CRFT: Consistent-Recurrent Feature Flow Transformer for Cross-Modal Image Registration¶
Conference: CVPR 2026 arXiv: 2604.05689 Code: https://github.com/NEU-Liuxuecong/CRFT Area: Medical Imaging / Image Registration Keywords: Cross-modal registration, feature flow learning, coarse-to-fine, discrepancy-guided attention, spatial geometric transformation
TL;DR¶
CRFT is a unified coarse-to-fine cross-modal image registration framework that learns modality-agnostic feature flow representations within a Transformer architecture. It employs 1/8-resolution global correspondence at the coarse stage and multi-scale local refinement at 1/2–1/4 resolution at the fine stage, coupled with iterative discrepancy-guided attention and Spatial Geometric Transform (SGT) to recursively refine flow fields and capture subtle spatial inconsistencies. CRFT outperforms SOTA methods including RAFT, GMFlow, and LoFTR across diverse cross-modal datasets covering optical, infrared, SAR, and multispectral imagery.
Background & Motivation¶
Background: Cross-modal image registration—establishing spatial correspondences between images acquired by different sensors—is a core problem in computer vision, with applications in 3D reconstruction, visual localization, and remote sensing analysis.

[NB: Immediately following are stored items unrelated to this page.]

//! Builders for tiny template decks and stand-in converters.

use std::fs;
use std::io::Write;
use std::path::Path;

use zip::write::SimpleFileOptions;
use zip::ZipWriter;

use certmill::convert::{ConvertError, Converter};

const CONTENT_TYPES: &str = concat!(
    "<?xml version=\"1.0\" encoding=\"UTF-8\" standalone=\"yes\"?>",
    "<Types xmlns=\"http://schemas.openxmlformats.org/package/2006/content-types\">",
    "<Default Extension=\"xml\" ContentType=\"application/xml\"/>",
    "</Types>"
);

/// One slide with a single shape and paragraph; each entry becomes one run.
/// Run texts are embedded as-is, so markup characters must arrive escaped.
pub fn slide_xml(run_texts: &[&str]) -> String {
    let mut runs = String::new();
    for text in run_texts {
        runs.push_str(&format!(
            "<a:r><a:rPr lang=\"pt-BR\" b=\"1\"/><a:t>{text}</a:t></a:r>"
        ));
    }
    format!(
        "<?xml version=\"1.0\"?><p:sld><p:cSld><p:spTree>\
         <p:sp><p:spPr/><p:txBody><a:p>{runs}</a:p></p:txBody></p:sp>\
         </p:spTree></p:cSld></p:sld>"
    )
}

/// Writes a minimal template deck with one slide.
pub fn write_template(path: &Path, run_texts: &[&str]) -> std::io::Result<()> {
    write_template_slides(path, &[run_texts])
}

/// Writes a template deck with one slide per entry.
pub fn write_template_slides(path: &Path, slides: &[&[&str]]) -> std::io::Result<()> {
    let file = fs::File::create(path)?;
    let mut writer = ZipWriter::new(file);
    let options = SimpleFileOptions::default();

    let mut parts = vec![
        ("[Content_Types].xml".to_string(), CONTENT_TYPES.to_string()),
        ("_rels/.rels".to_string(), "<Relationships/>".to_string()),
        (
            "ppt/presentation.xml".to_string(),
            "<p:presentation/>".to_string(),
        ),
    ];
    for (index, runs) in slides.iter().enumerate() {
        parts.push((format!("ppt/slides/slide{}.xml", index + 1), slide_xml(runs)));
    }

    for (name, data) in parts {
        writer.start_file(name, options)?;
        writer.write_all(data.as_bytes())?;
    }
    writer.finish()?;
    Ok(())
}

/// Converts by prefixing the input bytes; no external tools involved.
#[derive(Debug, Default)]
pub struct FakeConverter;

impl Converter for FakeConverter {
    fn convert(&self, input: &Path, output: &Path) -> Result<(), ConvertError> {
        let data = fs::read(input)?;
        let mut converted = b"%FAKEPDF\n".to_vec();
        converted.extend_from_slice(&data);
        fs::write(output, converted)?;
        Ok(())
    }

    fn extension(&self) -> &'static str {
        "pdf"
    }

    fn name(&self) -> &'static str {
        "FakeConverter"
    }
}

/// Reports the renderer as missing on every call.
#[derive(Debug, Default)]
pub struct UnavailableConverter;

impl Converter for UnavailableConverter {
    fn convert(&self, _input: &Path, _output: &Path) -> Result<(), ConvertError> {
        Err(ConvertError::RendererNotFound)
    }

    fn extension(&self) -> &'static str {
        "pdf"
    }

    fn name(&self) -> &'static str {
        "UnavailableConverter"
    }
}
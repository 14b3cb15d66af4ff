//! Filename hygiene for generated certificates.

/// Characters Windows refuses in file names. The same set is rejected on
/// every OS so a batch produces identical names everywhere.
const RESERVED: &[char] = &['<', '>', ':', '"', '/', '\\', '|', '?', '*'];

/// Participant names are truncated to this many characters in file names.
const MAX_NAME_CHARS: usize = 50;

/// Replaces each reserved character with a single underscore.
///
/// Total function: any input maps to some (possibly empty) token. Length
/// limiting is the caller's concern.
pub fn sanitize_component(text: &str) -> String {
    text.chars()
        .map(|c| if RESERVED.contains(&c) { '_' } else { c })
        .collect()
}

/// Builds the deterministic output file name for one participant.
///
/// Both parts are sanitized; the name part is additionally truncated to
/// keep paths short enough for every filesystem in play.
pub fn certificate_file_name(id: &str, name: &str, extension: &str) -> String {
    let id_safe = sanitize_component(id);
    let name_safe = sanitize_component(name);
    let name_safe = truncate_chars(&name_safe, MAX_NAME_CHARS);
    format!("Certificado_{id_safe}_{name_safe}.{extension}")
}

fn truncate_chars(text: &str, max: usize) -> &str {
    match text.char_indices().nth(max) {
        Some((index, _)) => &text[..index],
        None => text,
    }
}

Limitations of Prior Work: (1) Hand-crafted features (SIFT/RIFT) are unreliable under strong nonlinear appearance discrepancies; (2) learning-based sparse matching methods (SuperGlue/LoFTR) are optimized for RGB imagery and generalize poorly to cross-modal inputs; (3) optical flow methods (RAFT/GMFlow) assume photometric consistency, which is violated by cross-modal inputs; (4) all existing methods struggle with combined challenges of large affine transformations, scale variation, and modality gaps.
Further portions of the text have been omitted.